Conservatives are further committed to delivering the VIA Rail high-frequency rail project with planned service from Toronto to Peterborough, Smiths Falls, Ottawa, Montreal, Trois-Rivieres, and Quebec City. Once built, the improvements will cut about 75 minutes from the travel time to Ottawa.
Violent crime is on the rise in the GTA, while police forces are increasingly stretched thin. According to a 2019 Peel Police Services Board’s report, the region has seen an increase in high-profile gun violence in neighbourhoods with 59 homicides, an 11 per cent increase over 2018. Homicides are up more than 20 per cent since Justin Trudeau took office, and many of them are gang-related.

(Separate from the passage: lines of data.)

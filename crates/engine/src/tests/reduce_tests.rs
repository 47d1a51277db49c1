use super::*;

fn pairs(number: &str) -> Vec<(String, String)> {
    reduce(number, &EngineOptions::default())
        .steps
        .into_iter()
        .map(Into::into)
        .collect()
}

fn pair(expression: &str, result: &str) -> (String, String) {
    (expression.to_string(), result.to_string())
}

#[test]
fn two_step_reduction() {
    assert_eq!(pairs("56"), vec![pair("5+6", "11"), pair("1+1", "2")]);
}

#[test]
fn single_digit_still_records_one_step() {
    assert_eq!(pairs("5"), vec![pair("5", "5")]);
    assert_eq!(pairs("0"), vec![pair("0", "0")]);
}

#[test]
fn empty_or_digitless_input_has_empty_trace() {
    assert!(pairs("").is_empty());
    assert!(pairs(".").is_empty());
    assert!(pairs("Infinity").is_empty());
    assert!(pairs("1_000").is_empty());
}

#[test]
fn dots_are_dropped_before_summing() {
    assert_eq!(pairs("1.5"), vec![pair("1+5", "6")]);
    assert_eq!(pairs("0.125"), vec![pair("1+2+5", "8")]);
}

#[test]
fn leading_zeros_are_normalised() {
    assert_eq!(pairs("007"), vec![pair("7", "7")]);
}

#[test]
fn three_step_reduction() {
    assert_eq!(
        pairs("9875"),
        vec![pair("9+8+7+5", "29"), pair("2+9", "11"), pair("1+1", "2")]
    );
}

#[test]
fn numbers_beyond_u64_reduce() {
    let trace = reduce(&"9".repeat(23), &EngineOptions::default());
    assert_eq!(trace.steps[0].result, "207");
    assert_eq!(trace.root(), Some("9"));
}

#[test]
fn stop_at_ends_reduction_early() {
    let options = EngineOptions {
        stop_at: 20,
        ..EngineOptions::default()
    };
    let trace = reduce("9875", &options);
    assert_eq!(trace.len(), 2);
    assert_eq!(trace.root(), Some("11"));
}

#[test]
fn stop_at_below_nine_still_stops_at_one_digit() {
    let options = EngineOptions {
        stop_at: 0,
        ..EngineOptions::default()
    };
    assert_eq!(reduce("19", &options).root(), Some("1"));
    assert_eq!(reduce("19", &options).len(), 2);
}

To tackle gang violence and keep communities safe, a Conservative government will hire an additional 200 Royal Canadian Mounted Police (RCMP) officers to combat gangs and the smuggling of guns and drugs. Most of these new hires will be assigned to the GTA where they are needed the most. Conservatives will also amend the Criminal Code to make it easier for police and prosecutors to go after gang networks and prevent unauthorized imports of guns.
Too many gang recruits, especially young people, are forced into the cycle of violence because there is no other option for them. Canada’s Conservatives will partner with employers in the private sector to create a Gang Exit Strategy. The program will give them a way out, allowing them to start fresh in a new location with gainful employment and the support needed to leave behind a life of crime.
Canada’s Conservatives will take immediate action to secure Canada’s healthcare system by meeting with the Premiers within the first 100 days of forming government to propose a new health agreement. A Conservative government will return the annual growth rate of the Canada Health Transfer (CHT) to a minimum of six per cent. This will inject nearly $60 billion into Canada’s provincial healthcare systems over the next 10 years.
This funding increase will help address systemic issues that preceded the pandemic, like hospital overcrowding, and those worsened by the pandemic, like surgical backlogs. These massive increases will also make more funding available to the provinces to address Canada’s mental health and addictions crisis. This funding will be in addition to the historic investments that a Conservative government will make to address Indigenous mental health and the opioid epidemic.